Arranged beneath the arc 6 between it and the lower chord element 5 is a filler 11 made of an elastic and/or elastically compressible material. The filler 11 may be composed of several layers of material varying in elasticity or compressibility in order to obtain a non-linear increase in the deformation resistance. Between the arc 9 and the lower chord element 5 provision is made for fillers 12 which maintain a defined distance between the arc 9 and the element 5 and may be constructed as friction or damping elements. For example, the fillers 12 may be made of an elastomeric material and connected with the

elements

4, 5 by thrust-transmitting processes such as adhesive bonding.

The body 2 surrounds the

elements

4, 5 with a light filler material, for example, foamed plastics or a fiber composite material, and the surface of the body 2 is reinforced in conventional manner by hard layers made of plastics and/or metal.
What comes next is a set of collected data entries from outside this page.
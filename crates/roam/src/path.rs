use crate::{Coordinate, Error, Result, destination};
use core::iter::FusedIterator;

/// A source of simulated movement.
///
/// Implementors describe a path once and hand out a fresh iterator per call
/// to [`generate`]. Iterators never share mutable state, so any number of
/// callers can walk the same path concurrently and each sees the full
/// sequence from the beginning.
///
/// [`generate`]: PathGenerator::generate
pub trait PathGenerator {
    /// The iterator produced for a single walk along the path.
    type Path: Iterator<Item = Coordinate>;

    /// Starts a new walk from the beginning of the path.
    fn generate(&self) -> Self::Path;
}

/// Parameters for a constant-bearing, constant-speed path.
///
/// The path starts at `start` and takes `step_count` equal hops of
/// `total_distance_km / step_count` kilometres each. Every hop leaves the
/// current point at `bearing_degrees`, so the walk approximates straight-line
/// travel in a fixed compass direction.
///
/// `PathRequest` is `Copy` and immutable; it is the configuration for a walk,
/// not the walk itself. See [`PathRequest::generate`].
#[derive(Clone, Copy, Debug, PartialEq)]
#[cfg_attr(feature = "serde", derive(serde::Serialize, serde::Deserialize))]
pub struct PathRequest {
    pub start: Coordinate,
    pub total_distance_km: f64,
    pub step_count: usize,
    pub bearing_degrees: f64,
    /// Fold every produced longitude into `[-180, 180)`. Off by default, in
    /// which case a path crossing the antimeridian keeps counting past `180`.
    #[cfg_attr(feature = "serde", serde(default))]
    pub wrap_longitude: bool,
}

impl PathRequest {
    /// Creates a path description without validating it.
    ///
    /// Degenerate values are allowed: a `step_count` of `0` produces an empty
    /// path and a `total_distance_km` of `0` repeats `start` `step_count`
    /// times.
    pub const fn new(
        start: Coordinate,
        total_distance_km: f64,
        step_count: usize,
        bearing_degrees: f64,
    ) -> Self {
        Self {
            start,
            total_distance_km,
            step_count,
            bearing_degrees,
            wrap_longitude: false,
        }
    }

    /// Creates a path description, validating every numeric input.
    ///
    /// # Errors
    ///
    /// - [`Error::InvalidLatitude`] / [`Error::InvalidLongitude`] if `start`
    ///   is out of range.
    /// - [`Error::InvalidDistance`] if `total_distance_km` is negative or not
    ///   finite.
    /// - [`Error::InvalidBearing`] if `bearing_degrees` is not in `[0, 360)`.
    pub fn try_new(
        start: Coordinate,
        total_distance_km: f64,
        step_count: usize,
        bearing_degrees: f64,
    ) -> Result<Self> {
        let start = Coordinate::try_new(start.latitude, start.longitude)?;
        if !total_distance_km.is_finite() || total_distance_km < 0.0 {
            return Err(Error::InvalidDistance(total_distance_km));
        }
        if !bearing_degrees.is_finite() || !(0.0..360.0).contains(&bearing_degrees) {
            return Err(Error::InvalidBearing(bearing_degrees));
        }
        Ok(Self::new(start, total_distance_km, step_count, bearing_degrees))
    }

    /// Returns a copy that folds produced longitudes into `[-180, 180)`.
    #[must_use]
    pub const fn with_wrapped_longitude(mut self, wrap: bool) -> Self {
        self.wrap_longitude = wrap;
        self
    }

    /// Distance covered by a single hop, in kilometres.
    pub fn step_distance_km(&self) -> f64 {
        if self.step_count == 0 {
            0.0
        } else {
            self.total_distance_km / self.step_count as f64
        }
    }

    /// Returns the coordinate reached after hop `index` (zero based), or
    /// `None` past the end of the path.
    ///
    /// This replays the path from `start`, so it always agrees with the
    /// `index`-th item of [`generate`](Self::generate).
    ///
    /// # Example
    /// ```
    /// use roam::{Coordinate, PathGenerator, PathRequest};
    ///
    /// let request = PathRequest::new(Coordinate::new(0.0, 0.0), 3.0, 3, 45.0);
    /// assert_eq!(request.point_at(1), request.generate().nth(1));
    /// assert_eq!(request.point_at(3), None);
    /// ```
    pub fn point_at(&self, index: usize) -> Option<Coordinate> {
        self.generate().nth(index)
    }
}

impl PathGenerator for PathRequest {
    type Path = GreatCirclePath;

    /// Starts a new walk at `start`.
    ///
    /// # Example
    /// ```
    /// use roam::{Coordinate, PathGenerator, PathRequest};
    ///
    /// let request = PathRequest::new(Coordinate::new(12.9177, 77.6238), 10.0, 1500, 90.0);
    /// let first: Vec<_> = request.generate().take(3).collect();
    /// let again: Vec<_> = request.generate().take(3).collect();
    /// assert_eq!(first, again);
    /// ```
    fn generate(&self) -> Self::Path {
        GreatCirclePath {
            current: self.start,
            step_km: self.step_distance_km(),
            bearing_degrees: self.bearing_degrees,
            remaining: self.step_count,
            wrap_longitude: self.wrap_longitude,
        }
    }
}

/// A single walk along a [`PathRequest`].
///
/// Owns the running position and the number of hops left. Each call to
/// [`Iterator::next`] moves one hop along the bearing and yields the new
/// position; the start point itself is never yielded.
#[derive(Clone, Debug)]
pub struct GreatCirclePath {
    current: Coordinate,
    step_km: f64,
    bearing_degrees: f64,
    remaining: usize,
    wrap_longitude: bool,
}

impl GreatCirclePath {
    /// The most recently yielded point, or the start before the first hop.
    pub const fn position(&self) -> Coordinate {
        self.current
    }
}

impl Iterator for GreatCirclePath {
    type Item = Coordinate;

    fn next(&mut self) -> Option<Coordinate> {
        if self.remaining == 0 {
            return None;
        }
        self.remaining -= 1;

        let next = destination(self.current, self.bearing_degrees, self.step_km);
        self.current = if self.wrap_longitude {
            next.wrapped()
        } else {
            next
        };
        Some(self.current)
    }

    fn size_hint(&self) -> (usize, Option<usize>) {
        (self.remaining, Some(self.remaining))
    }
}

impl ExactSizeIterator for GreatCirclePath {}

impl FusedIterator for GreatCirclePath {}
The described configuration of the alpine ski 1 results in a load-dependent variation of the inherent rigidity of the ski in such manner that a more uniform pressure distribution is achieved over the entire length of the gliding surface 3 than is accomplishable with conventional ski designs. Furthermore bumps can be better accommodated because a deformation of one end region of the ski is transmitted to the other end region of the ski in opposite direction, thereby resulting in a permanent balance of compressive and tensile loads.

FIG. 3 shows another embodiment of an upper chord element 14 and a lower chord element 15 which may be substituted for the

elements

4, 5 in the alpine ski 1. The upper chord element 14 is comprised of two thrust rods 16 arranged in juxtaposed relation and formed integral with a bent plate 17 in the binding mounting area. The lower chord element 15 is formed by a sheet metal strip 18 having respective openings 19 at the crossing points between the thrust rods 16 and the lower chord element 15, through which openings the thrust rods 16 are passed.

FIG. 4 shows a modification of the embodiment of FIG. 3 in which the upper chord element 14, rather than crossing the lower chord element 15, is arranged above the lower chord element 15 over its entire length. In this modification the thrust rods 16 are held on the upper side of the sheet metal strip 18 by a respective clip 20 at either end of the bent center section of the upper chord element 14, extending from there towards their respective fastening end on the upper side of the sheet metal strip.

FIG. 5 shows a possibility for fastening the ends of the thrust rods 16 to the ends of the sheet metal strip 18 in the embodiments illustrated in FIGS. 3 and 4. The sheet metal strip 18 has its end bent twice at right angles, whereby a hook 21 is formed which receives a right parallelepipedal intermediate piece 22. The intermediate piece 22 has two parallel blind-end bores 23 adapted to receive the ends of the thrust rods 16. The intermediate piece 22 may take support on the hook 21 directly or via an elastic damping element.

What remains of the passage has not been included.